EXERCISE DIRECTIONS: The answer must be every line of the records below that contains the word "source".

(PROVIDED ENTRIES)

pub mod domain;
pub mod error;
pub mod ops;
pub mod repr;
pub mod value;

pub use domain::{TypeDomain, TypeTag};
pub use error::{ErrorKind, OpError, RaisedError};
pub use ops::{BinOp, CmpOp, UnaryOp};
pub use value::Value;
use std::collections::{BTreeMap, VecDeque};

use verity_compiler::graph::NodeId;
use verity_compiler::signature::{PathSignature, SigEntry};
use verity_compiler::CompiledFunction;
use verity_model::TypeTag;

use crate::solver::constraint::{Constraint, Outcome, SymExpr, SymbolId};

/// One recorded choice at a fork point inside a flow node.
#[derive(Debug, Clone, PartialEq)]
pub struct Choice {
    pub outcome: Outcome,
    /// Whether the choice constrains the inputs (other outcomes were feasible).
    pub atom: bool,
    /// Whether siblings were forked off at this point.
    pub forked: bool,
}

/// Progress of a `for` loop.
#[derive(Debug, Clone, PartialEq)]
pub enum IterState {
    /// Items are known terms.
    Known(VecDeque<SymExpr>),
    /// Iterating a symbolic term; `pos` items have been taken.
    Symbolic { seq: SymExpr, pos: usize },
}

/// Symbolic state of one path.
#[derive(Debug, Clone)]
pub struct PathState {
    pub node: NodeId,
    pub locals: BTreeMap<String, SymExpr>,
    pub globals: BTreeMap<String, SymExpr>,
    pub iters: BTreeMap<u32, IterState>,
    pub constraint: Constraint,
    /// Predicted signature so far.
    pub signature: PathSignature,
    /// Times each guarded loop condition was taken.
    pub loop_counts: BTreeMap<NodeId, u32>,
    pub steps: usize,
    /// Forking decisions taken.
    pub decisions: usize,
    pub next_opaque: SymbolId,
    /// Choices to replay when re-entering the current node.
    pub script: Vec<Choice>,
}

impl PathState {
    /// Entry state with parameter `i` bound to symbol `i` of type `domains[i]`.
    pub fn entry(
        function: &CompiledFunction,
        globals: &BTreeMap<String, verity_model::Value>,
        domains: Vec<TypeTag>,
    ) -> Self {
        let mut signature = PathSignature::new();
        for (i, tag) in domains.iter().enumerate() {
            signature.push(SigEntry::Domain {
                param: i as u32,
                tag: *tag,
            });
        }
        Self {
            node: function.graph.entry,
            locals: function
                .params
                .iter()
                .enumerate()
                .map(|(i, p)| (p.name.clone(), SymExpr::Input(i as SymbolId)))
                .collect(),
            globals: globals
                .iter()
                .map(|(k, v)| (k.clone(), SymExpr::Const(v.clone())))
                .collect(),
            iters: BTreeMap::new(),
            constraint: Constraint::new(domains),
            signature,
            loop_counts: BTreeMap::new(),
            steps: 0,
            decisions: 0,
            next_opaque: 0,
            script: Vec::new(),
        }
    }

    pub fn fresh_opaque(&mut self) -> SymExpr {
        let id = self.next_opaque;
        self.next_opaque += 1;
        SymExpr::Opaque(id)
    }
}

/// A terminated, not yet solved path handed to the worker pool.
#[derive(Debug, Clone)]
pub struct PathJob {
    /// Position in exploration order.
    pub seq: u64,
    pub constraint: Constraint,
    pub predicted: PathSignature,
}
use std::sync::Arc;
use std::time::Instant;

use rayon::prelude::*;
use tracing::{info, warn};
use verity_compiler::{analyze_with, AnalysisError, AnalyzedModule};
use verity_explore::{explore_function, ExplorationReport, ExploreError};

use crate::analytics::GenerationSummary;
use crate::limits::{ConfigError, GenerationConfig, LimitViolation};
use crate::suite::{FunctionSuite, TestSuite};

#[derive(Debug, thiserror::Error)]
pub enum GenerateError {
    #[error("Configuration error: {0}")]
    Config(#[from] ConfigError),

    #[error("Limit exceeded: {0}")]
    Limit(#[from] LimitViolation),

    #[error("Analysis error: {0}")]
    Analysis(#[from] AnalysisError),

    #[error("Exploration error: {0}")]
    Explore(#[from] ExploreError),
}

/// Everything one generation run produced.
#[derive(Debug, Clone)]
pub struct Generation {
    pub suite: TestSuite,
    pub reports: Vec<ExplorationReport>,
    pub summary: GenerationSummary,
    pub analysis_errors: Vec<AnalysisError>,
}

/// Generate suites for every analyzable function of `source`, in source order.
pub fn generate(source: &str, config: &GenerationConfig) -> Result<Generation, GenerateError> {
    let module = prepare(source, config)?;
    let names: Vec<String> = module.functions.iter().map(|f| f.name.clone()).collect();
    run(source, module, &names, config)
}

/// Generate suites for the named functions only, in the order given.
pub fn generate_for(
    source: &str,
    names: &[&str],
    config: &GenerationConfig,
) -> Result<Generation, GenerateError> {
    let module = prepare(source, config)?;
    for name in names {
        if module.function(name).is_none() {
            return Err(AnalysisError::UnknownFunction {
                name: name.to_string(),
            }
            .into());
        }
    }
    let names: Vec<String> = names.iter().map(|n| n.to_string()).collect();
    run(source, module, &names, config)
}

fn prepare(source: &str, config: &GenerationConfig) -> Result<Arc<AnalyzedModule>, GenerateError> {
    config.validate()?;
    config.check_source(source)?;
    let module = analyze_with(source, &config.analyzer);
    if module.functions.is_empty() {
        if let Some(first) = module.errors.first() {
            return Err(first.clone().into());
        }
    }
    Ok(Arc::new(module))
}

fn run(
    source: &str,
    module: Arc<AnalyzedModule>,
    names: &[String],
    config: &GenerationConfig,
) -> Result<Generation, GenerateError> {
    let started = Instant::now();
    let explore = |name: &String| {
        explore_function(
            Arc::clone(&module),
            name,
            &config.explore,
            &config.solver,
            &config.sandbox,
        )
    };
    let reports: Vec<ExplorationReport> = if config.parallel_functions {
        names.par_iter().map(explore).collect::<Result<_, _>>()?
    } else {
        names.iter().map(explore).collect::<Result<_, _>>()?
    };

    let suite = TestSuite {
        functions: reports.iter().map(FunctionSuite::materialize).collect(),
    };
    for function in &suite.functions {
        if function.duplicates > 0 {
            warn!(
                function = %function.function,
                duplicates = function.duplicates,
                "collapsed duplicate cases"
            );
        }
    }
    let analysis_errors = module.errors.clone();
    let summary = GenerationSummary::build(
        source,
        &reports,
        &suite,
        analysis_errors.iter().map(|e| e.to_string()).collect(),
    );
    info!(
        functions = suite.functions.len(),
        cases = suite.len(),
        coverage = summary.totals.coverage,
        elapsed_ms = started.elapsed().as_millis() as u64,
        "generated test suite"
    );
    Ok(Generation {
        suite,
        reports,
        summary,
        analysis_errors,
    })
}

(End PROVIDED ENTRIES)

SOLUTION BELOW:
/// Generate suites for every analyzable function of `source`, in source order.
pub fn generate(source: &str, config: &GenerationConfig) -> Result<Generation, GenerateError> {
    let module = prepare(source, config)?;
    run(source, module, &names, config)
    source: &str,
    let module = prepare(source, config)?;
    run(source, module, &names, config)
fn prepare(source: &str, config: &GenerationConfig) -> Result<Arc<AnalyzedModule>, GenerateError> {
    config.check_source(source)?;
    let module = analyze_with(source, &config.analyzer);
    source: &str,
        source,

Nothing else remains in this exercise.